The Company shall also have the right to remove any portion of the Project 
Facilities, without substitution therefor; provided, that the Company shall 
deliver to the Trustee a certificate signed by an Engineer describing said 
portion of the Project Facilities and stating that the removal of such 
property or fixtures will not impair the character of the Project Facilities 
as Air Quality Facilities.

	Section 5.4.    Operation of Project Facilities.  The Company will, 
subject to its obligations and rights to maintain, repair or remove portions 
of the Project Facilities, as provided in Sections 5.2 and 5.3 hereof, use its 
best efforts to continue operation of the Project Facilities so long as and to 
the extent that operation thereof is required to comply with laws or 
regulations of governmental entities having jurisdiction thereof or unless the 
Authority shall have approved the discontinuance of such operation (which 
approval shall not be unreasonably withheld).  The Company agrees that it 
will, within the design capacities thereof, use its best efforts to operate 
and maintain the Project Facilities in accordance with all applicable, valid 
and enforceable rules and regulations of governmental entities having 
jurisdiction thereof; provided, that the Company reserves the right to contest 
in good faith any such laws or regulations. 

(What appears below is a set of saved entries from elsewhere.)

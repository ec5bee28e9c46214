//! Desktop device built on winit, wgpu and egui
//!
//! The shell owns the loop, so the winit event loop is pumped once per
//! iteration with [`EventLoopExtPumpEvents`] instead of being handed control.

use std::sync::Arc;
use std::time::{Duration, Instant};

use tracing::{debug, error, info, warn};
use winit::application::ApplicationHandler;
use winit::dpi::LogicalSize;
use winit::event::WindowEvent;
use winit::event_loop::{ActiveEventLoop, EventLoop};
use winit::platform::pump_events::{EventLoopExtPumpEvents, PumpStatus};
use winit::window::{Window, WindowAttributes, WindowId};

use super::renderer::Renderer;
use super::{Device, DeviceError, Frame};
use crate::app::input::{AppEvent, EventReceiver, InputCollector};
use crate::config::{DriverType, ScreenSize, WindowConfig};

/// How long device creation waits for the platform to hand out a window
const STARTUP_TIMEOUT: Duration = Duration::from_secs(10);

/// Creates window attributes from configuration
fn window_attributes_from_config(config: &WindowConfig) -> WindowAttributes {
    WindowAttributes::default()
        .with_title(config.title.clone())
        .with_inner_size(LogicalSize::new(
            config.screen_size.width,
            config.screen_size.height,
        ))
        .with_resizable(config.resizable)
}

/// A native window rendered with wgpu
pub struct WindowDevice {
    event_loop: EventLoop<()>,
    state: WindowState,
}

impl WindowDevice {
    /// Opens the window and initializes the renderer
    pub fn new(config: &WindowConfig) -> Result<Self, DeviceError> {
        info!(?config, "Creating window device");

        let mut event_loop = EventLoop::new()?;
        let mut state = WindowState::new(config.clone());

        let started = Instant::now();
        while state.renderer.is_none() && state.init_error.is_none() {
            let status = event_loop.pump_app_events(Some(Duration::from_millis(10)), &mut state);
            if matches!(status, PumpStatus::Exit(_)) || started.elapsed() > STARTUP_TIMEOUT {
                break;
            }
        }

        if let Some(e) = state.init_error.take() {
            return Err(e);
        }

        if state.renderer.is_none() {
            return Err(DeviceError::NoWindow);
        }

        Ok(Self { event_loop, state })
    }
}

impl Device for WindowDevice {
    fn run(&mut self, receiver: &mut dyn EventReceiver) -> bool {
        if self.state.closed {
            return false;
        }

        let status = self
            .event_loop
            .pump_app_events(Some(Duration::ZERO), &mut self.state);

        for event in self.state.pending.drain(..) {
            receiver.on_event(&event);
        }

        if let PumpStatus::Exit(code) = status {
            debug!(code, "Event loop exited");
            self.state.closed = true;
        }

        !self.state.closed
    }

    fn is_window_active(&self) -> bool {
        self.state.focused && !self.state.occluded
    }

    fn render(
        &mut self,
        draw: &mut dyn FnMut(&mut Frame<'_>),
    ) -> Result<Vec<AppEvent>, DeviceError> {
        let size = self.screen_size();
        let (Some(renderer), Some(window)) = (&mut self.state.renderer, &self.state.window) else {
            return Err(DeviceError::Closed);
        };

        let mut events = Vec::new();
        let result = renderer.draw(window, |ctx| {
            let mut frame = Frame::new(ctx, size);
            draw(&mut frame);
            events = frame.into_events();
        });

        match result {
            Ok(()) => Ok(events),
            Err(wgpu::SurfaceError::Lost | wgpu::SurfaceError::Outdated) => {
                warn!("Surface lost, reconfiguring");
                let size = window.inner_size();
                renderer.resize(size);
                Ok(events)
            }
            Err(wgpu::SurfaceError::OutOfMemory) => {
                error!("Out of memory, closing device");
                self.close_device();
                Err(DeviceError::OutOfMemory)
            }
            Err(e) => {
                warn!(error = %e, "Frame skipped");
                Ok(events)
            }
        }
    }

    fn close_device(&mut self) {
        if !self.state.closed {
            info!("Closing window device");
        }
        self.state.closed = true;
        self.state.renderer = None;
        self.state.window = None;
    }

    fn screen_size(&self) -> ScreenSize {
        match &self.state.renderer {
            Some(renderer) => ScreenSize::new(renderer.config().width, renderer.config().height),
            None => self.state.config.screen_size,
        }
    }

    fn driver(&self) -> DriverType {
        self.state.config.driver
    }
}

/// State the winit event loop calls back into
struct WindowState {
    config: WindowConfig,
    window: Option<Arc<Window>>,
    renderer: Option<Renderer>,
    collector: InputCollector,
    pending: Vec<AppEvent>,
    init_error: Option<DeviceError>,
    focused: bool,
    occluded: bool,
    closed: bool,
}

impl WindowState {
    fn new(config: WindowConfig) -> Self {
        Self {
            config,
            window: None,
            renderer: None,
            collector: InputCollector::new(),
            pending: Vec::new(),
            init_error: None,
            focused: true,
            occluded: false,
            closed: false,
        }
    }

    fn create_window(&mut self, event_loop: &ActiveEventLoop) -> Result<(), DeviceError> {
        let attributes = window_attributes_from_config(&self.config);
        let window = Arc::new(event_loop.create_window(attributes)?);

        let size = window.inner_size();
        info!(
            window.width = size.width,
            window.height = size.height,
            "Window created successfully"
        );

        // winit's loop is synchronous; wgpu setup is async
        let renderer = tokio::runtime::Runtime::new()?.block_on(Renderer::new(
            window.clone(),
            self.config.driver,
            self.config.vsync,
        ))?;

        info!("Renderer initialized successfully");
        self.collector.set_scale_factor(window.scale_factor() as f32);
        self.renderer = Some(renderer);
        self.window = Some(window);
        Ok(())
    }
}

impl ApplicationHandler for WindowState {
    fn resumed(&mut self, event_loop: &ActiveEventLoop) {
        if self.window.is_some() || self.init_error.is_some() {
            return;
        }

        if let Err(e) = self.create_window(event_loop) {
            error!(error = %e, "Failed to create window device");
            self.init_error = Some(e);
        }
    }

    fn window_event(
        &mut self,
        event_loop: &ActiveEventLoop,
        _window_id: WindowId,
        event: WindowEvent,
    ) {
        self.collector.handle_window_event(&event, &mut self.pending);

        if let (Some(renderer), Some(window)) = (&mut self.renderer, &self.window) {
            let _ = renderer.handle_event(window, &event);
        }

        match event {
            WindowEvent::CloseRequested => {
                info!("Close requested, exiting");
                self.closed = true;
                event_loop.exit();
            }
            WindowEvent::Resized(new_size) => {
                if let Some(renderer) = &mut self.renderer {
                    renderer.resize(new_size);
                }
            }
            WindowEvent::Focused(focused) => self.focused = focused,
            WindowEvent::Occluded(occluded) => self.occluded = occluded,
            _ => {}
        }
    }
}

	Nothing in this Agreement shall prevent or restrict the Company, in its 
sole discretion, at any time, from discontinuing or suspending either 
permanently or temporarily its use of any facility of the Company served by 
the Project Facilities and in the event such discontinuance or suspension 
shall render unnecessary the continued operation of the Project Facilities, 
the Company shall have the right to discontinue the operation of the Project 
Facilities during the period of any such discontinuance or suspension.

	Section 5.5.    Insurance.  The Company shall cause the Project Facilities 
to be kept insured against fire or other casualty to the extent that property 
of similar character is usually so insured by companies similarly situated and 
operating like properties, to a reasonable amount by reputable insurance 
companies or, in lieu of or supplementing such insurance in whole or in part, 
adopt some other method or plan of protection against loss by fire or other 
casualty at least equal in protection to the method or plan of protection 
against loss by fire or other casualty of companies similarly situated and 
operating properties subject to similar or greater fire or other hazards or on 
which properties an equal or higher primary fire or other casualty insurance 
rate has been set by reputable insurance companies.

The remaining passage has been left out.